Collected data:
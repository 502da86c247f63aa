//! Small numeric helpers shared by the realtime primitives.

/// Values below this magnitude are treated as silence in filter state.
pub const DENORMAL_THRESHOLD: f32 = 1.0e-20;

/// Flush denormals and non-finite values to zero.
///
/// Recursive filters that ring down towards zero spend a long time in the
/// subnormal range, where some CPUs slow down by orders of magnitude.
#[inline(always)]
pub fn flush_denormal(x: f32) -> f32 {
    if !x.is_finite() || x.abs() < DENORMAL_THRESHOLD {
        0.0
    } else {
        x
    }
}

/// Peak absolute value of a buffer.
#[inline]
pub fn peak(buffer: &[f32]) -> f32 {
    buffer.iter().fold(0.0f32, |acc, &x| acc.max(x.abs()))
}
//! Benchmarks for the noise-burst exciter.

use std::hint::black_box;

use criterion::{BenchmarkId, Criterion};
use resona::dsp::exciter::Exciter;

use crate::{BLOCK_SIZES, SAMPLE_RATE};

pub fn bench_exciter(c: &mut Criterion) {
    let mut group = c.benchmark_group("dsp/exciter");

    for &size in BLOCK_SIZES {
        let mut buffer = vec![0.0f32; size];

        // Bowed: sustain keeps the noise running every sample.
        let mut exciter = Exciter::new();
        exciter.prepare(SAMPLE_RATE);
        exciter.set_sustain(0.8);
        exciter.note_on(1.0);
        group.bench_with_input(BenchmarkId::new("sustained", size), &size, |b, _| {
            b.iter(|| {
                exciter.render(black_box(&mut buffer));
            })
        });

        // Idle: the cost of a finished strike.
        let mut idle = Exciter::new();
        idle.prepare(SAMPLE_RATE);
        group.bench_with_input(BenchmarkId::new("idle", size), &size, |b, _| {
            b.iter(|| {
                idle.render(black_box(&mut buffer));
            })
        });
    }

    group.finish();
}
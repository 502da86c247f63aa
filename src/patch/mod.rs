use std::collections::BTreeMap;

#[cfg(feature = "serde")]
use serde::{Deserialize, Serialize};

use crate::{
    error::EngineError,
    synth::params::{ParamId, VoiceParams},
};

/// A named sound: parameter id → value plus descriptive metadata.
///
/// Presets never touch the filesystem; hosts own storage and hand the JSON
/// text in and out.
#[cfg_attr(feature = "serde", derive(Serialize, Deserialize))]
#[derive(Debug, Clone, PartialEq, Default)]
pub struct Preset {
    pub name: String,
    #[cfg_attr(feature = "serde", serde(default))]
    pub author: String,
    #[cfg_attr(feature = "serde", serde(default))]
    pub category: String,
    #[cfg_attr(feature = "serde", serde(default))]
    pub params: BTreeMap<String, f32>,
}

impl Preset {
    pub fn new(name: impl Into<String>) -> Self {
        Self {
            name: name.into(),
            ..Self::default()
        }
    }

    /// Snapshot every parameter of `params`.
    pub fn capture(name: impl Into<String>, params: &VoiceParams) -> Self {
        let mut preset = Self::new(name);
        for param in ParamId::ALL {
            preset.params.insert(param.id().to_string(), params.get(param));
        }
        preset
    }

    pub fn with_author(mut self, author: impl Into<String>) -> Self {
        self.author = author.into();
        self
    }

    pub fn with_category(mut self, category: impl Into<String>) -> Self {
        self.category = category.into();
        self
    }

    pub fn set(&mut self, param: ParamId, value: f32) {
        self.params.insert(param.id().to_string(), value);
    }

    /// Resolve into voice settings. Missing ids keep their defaults; unknown
    /// ids and non-finite values are errors.
    pub fn to_params(&self) -> Result<VoiceParams, EngineError> {
        let mut params = VoiceParams::default();
        for (id, &value) in &self.params {
            let param = id.parse::<ParamId>().inspect_err(|_| {
                tracing::debug!(preset = %self.name, id = %id, "unknown parameter in preset");
            })?;
            if !value.is_finite() {
                tracing::debug!(preset = %self.name, id = %id, value, "non-finite preset value");
                return Err(EngineError::InvalidParameterValue {
                    param: param.id(),
                    value,
                });
            }
            params.set(param, value);
        }
        Ok(params)
    }

    #[cfg(feature = "serde")]
    pub fn to_json(&self) -> Result<String, EngineError> {
        serde_json::to_string_pretty(self).map_err(|e| EngineError::MalformedPreset(e.to_string()))
    }

    /// Parse and validate a preset.
    #[cfg(feature = "serde")]
    pub fn from_json(text: &str) -> Result<Self, EngineError> {
        let preset: Preset =
            serde_json::from_str(text).map_err(|e| EngineError::MalformedPreset(e.to_string()))?;
        preset.to_params()?;
        Ok(preset)
    }
}
#[derive(Debug, Clone, Copy, PartialEq, Eq)]
pub enum MidiEvent {
    NoteOn { channel: u8, key: u8, velocity: u8 },
    NoteOff { channel: u8, key: u8, velocity: u8 },
    ControlChange { channel: u8, controller: u8, value: u8 },
}

/// CC 120: silence everything immediately.
pub const CC_ALL_SOUND_OFF: u8 = 120;
/// CC 123: release every held note.
pub const CC_ALL_NOTES_OFF: u8 = 123;

impl MidiEvent {
    /// Decode one channel-voice message from raw bytes.
    ///
    /// System messages and statuses the engine has no use for (program
    /// change, pitch bend, aftertouch) yield `None`. Note-on with
    /// velocity 0 is kept as a note-on here; the converter treats it as a
    /// note-off.
    pub fn parse(data: &[u8]) -> Option<MidiEvent> {
        let status_byte = *data.first()?;
        if status_byte < 0x80 || status_byte >= 0xF0 {
            return None;
        }

        let channel = status_byte & 0x0F;
        let data1 = data.get(1).copied().unwrap_or(0) & 0x7F;
        let data2 = data.get(2).copied().unwrap_or(0) & 0x7F;

        match status_byte & 0xF0 {
            0x80 => Some(MidiEvent::NoteOff {
                channel,
                key: data1,
                velocity: data2,
            }),
            0x90 => Some(MidiEvent::NoteOn {
                channel,
                key: data1,
                velocity: data2,
            }),
            0xB0 => Some(MidiEvent::ControlChange {
                channel,
                controller: data1,
                value: data2,
            }),
            _ => None,
        }
    }
}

◆ **TASK ITEM**
Copy the records word for word.

◆ **ANSWER TO THE PROBLEM**
repository 502da86c247f63aa
//! Small numeric helpers shared by the realtime primitives.

/// Values below this magnitude are treated as silence in filter state.
pub const DENORMAL_THRESHOLD: f32 = 1.0e-20;

/// Flush denormals and non-finite values to zero.
///
/// Recursive filters that ring down towards zero spend a long time in the
/// subnormal range, where some CPUs slow down by orders of magnitude.
#[inline(always)]
pub fn flush_denormal(x: f32) -> f32 {
    if !x.is_finite() || x.abs() < DENORMAL_THRESHOLD {
        0.0
    } else {
        x
    }
}

/// Peak absolute value of a buffer.
#[inline]
pub fn peak(buffer: &[f32]) -> f32 {
    buffer.iter().fold(0.0f32, |acc, &x| acc.max(x.abs()))
}
//! Benchmarks for the noise-burst exciter.

use std::hint::black_box;

use criterion::{BenchmarkId, Criterion};
use resona::dsp::exciter::Exciter;

use crate::{BLOCK_SIZES, SAMPLE_RATE};

pub fn bench_exciter(c: &mut Criterion) {
    let mut group = c.benchmark_group("dsp/exciter");

    for &size in BLOCK_SIZES {
        let mut buffer = vec![0.0f32; size];

        // Bowed: sustain keeps the noise running every sample.
        let mut exciter = Exciter::new();
        exciter.prepare(SAMPLE_RATE);
        exciter.set_sustain(0.8);
        exciter.note_on(1.0);
        group.bench_with_input(BenchmarkId::new("sustained", size), &size, |b, _| {
            b.iter(|| {
                exciter.render(black_box(&mut buffer));
            })
        });

        // Idle: the cost of a finished strike.
        let mut idle = Exciter::new();
        idle.prepare(SAMPLE_RATE);
        group.bench_with_input(BenchmarkId::new("idle", size), &size, |b, _| {
            b.iter(|| {
                idle.render(black_box(&mut buffer));
            })
        });
    }

    group.finish();
}
repository 502da86c247f63aa
filename src/patch/mod.rs
use std::collections::BTreeMap;

#[cfg(feature = "serde")]
use serde::{Deserialize, Serialize};

use crate::{
    error::EngineError,
    synth::params::{ParamId, VoiceParams},
};

/// A named sound: parameter id → value plus descriptive metadata.
///
/// Presets never touch the filesystem; hosts own storage and hand the JSON
/// text in and out.
#[cfg_attr(feature = "serde", derive(Serialize, Deserialize))]
#[derive(Debug, Clone, PartialEq, Default)]
pub struct Preset {
    pub name: String,
    #[cfg_attr(feature = "serde", serde(default))]
    pub author: String,
    #[cfg_attr(feature = "serde", serde(default))]
    pub category: String,
    #[cfg_attr(feature = "serde", serde(default))]
    pub params: BTreeMap<String, f32>,
}

impl Preset {
    pub fn new(name: impl Into<String>) -> Self {
        Self {
            name: name.into(),
            ..Self::default()
        }
    }

    /// Snapshot every parameter of `params`.
    pub fn capture(name: impl Into<String>, params: &VoiceParams) -> Self {
        let mut preset = Self::new(name);
        for param in ParamId::ALL {
            preset.params.insert(param.id().to_string(), params.get(param));
        }
        preset
    }

    pub fn with_author(mut self, author: impl Into<String>) -> Self {
        self.author = author.into();
        self
    }

    pub fn with_category(mut self, category: impl Into<String>) -> Self {
        self.category = category.into();
        self
    }

    pub fn set(&mut self, param: ParamId, value: f32) {
        self.params.insert(param.id().to_string(), value);
    }

    /// Resolve into voice settings. Missing ids keep their defaults; unknown
    /// ids and non-finite values are errors.
    pub fn to_params(&self) -> Result<VoiceParams, EngineError> {
        let mut params = VoiceParams::default();
        for (id, &value) in &self.params {
            let param = id.parse::<ParamId>().inspect_err(|_| {
                tracing::debug!(preset = %self.name, id = %id, "unknown parameter in preset");
            })?;
            if !value.is_finite() {
                tracing::debug!(preset = %self.name, id = %id, value, "non-finite preset value");
                return Err(EngineError::InvalidParameterValue {
                    param: param.id(),
                    value,
                });
            }
            params.set(param, value);
        }
        Ok(params)
    }

    #[cfg(feature = "serde")]
    pub fn to_json(&self) -> Result<String, EngineError> {
        serde_json::to_string_pretty(self).map_err(|e| EngineError::MalformedPreset(e.to_string()))
    }

    /// Parse and validate a preset.
    #[cfg(feature = "serde")]
    pub fn from_json(text: &str) -> Result<Self, EngineError> {
        let preset: Preset =
            serde_json::from_str(text).map_err(|e| EngineError::MalformedPreset(e.to_string()))?;
        preset.to_params()?;
        Ok(preset)
    }
}
#[derive(Debug, Clone, Copy, PartialEq, Eq)]
pub enum MidiEvent {
    NoteOn { channel: u8, key: u8, velocity: u8 },
    NoteOff { channel: u8, key: u8, velocity: u8 },
    ControlChange { channel: u8, controller: u8, value: u8 },
}

/// CC 120: silence everything immediately.
pub const CC_ALL_SOUND_OFF: u8 = 120;
/// CC 123: release every held note.
pub const CC_ALL_NOTES_OFF: u8 = 123;

impl MidiEvent {
    /// Decode one channel-voice message from raw bytes.
    ///
    /// System messages and statuses the engine has no use for (program
    /// change, pitch bend, aftertouch) yield `None`. Note-on with
    /// velocity 0 is kept as a note-on here; the converter treats it as a
    /// note-off.
    pub fn parse(data: &[u8]) -> Option<MidiEvent> {
        let status_byte = *data.first()?;
        if status_byte < 0x80 || status_byte >= 0xF0 {
            return None;
        }

        let channel = status_byte & 0x0F;
        let data1 = data.get(1).copied().unwrap_or(0) & 0x7F;
        let data2 = data.get(2).copied().unwrap_or(0) & 0x7F;

        match status_byte & 0xF0 {
            0x80 => Some(MidiEvent::NoteOff {
                channel,
                key: data1,
                velocity: data2,
            }),
            0x90 => Some(MidiEvent::NoteOn {
                channel,
                key: data1,
                velocity: data2,
            }),
            0xB0 => Some(MidiEvent::ControlChange {
                channel,
                controller: data1,
                value: data2,
            }),
            _ => None,
        }
    }
}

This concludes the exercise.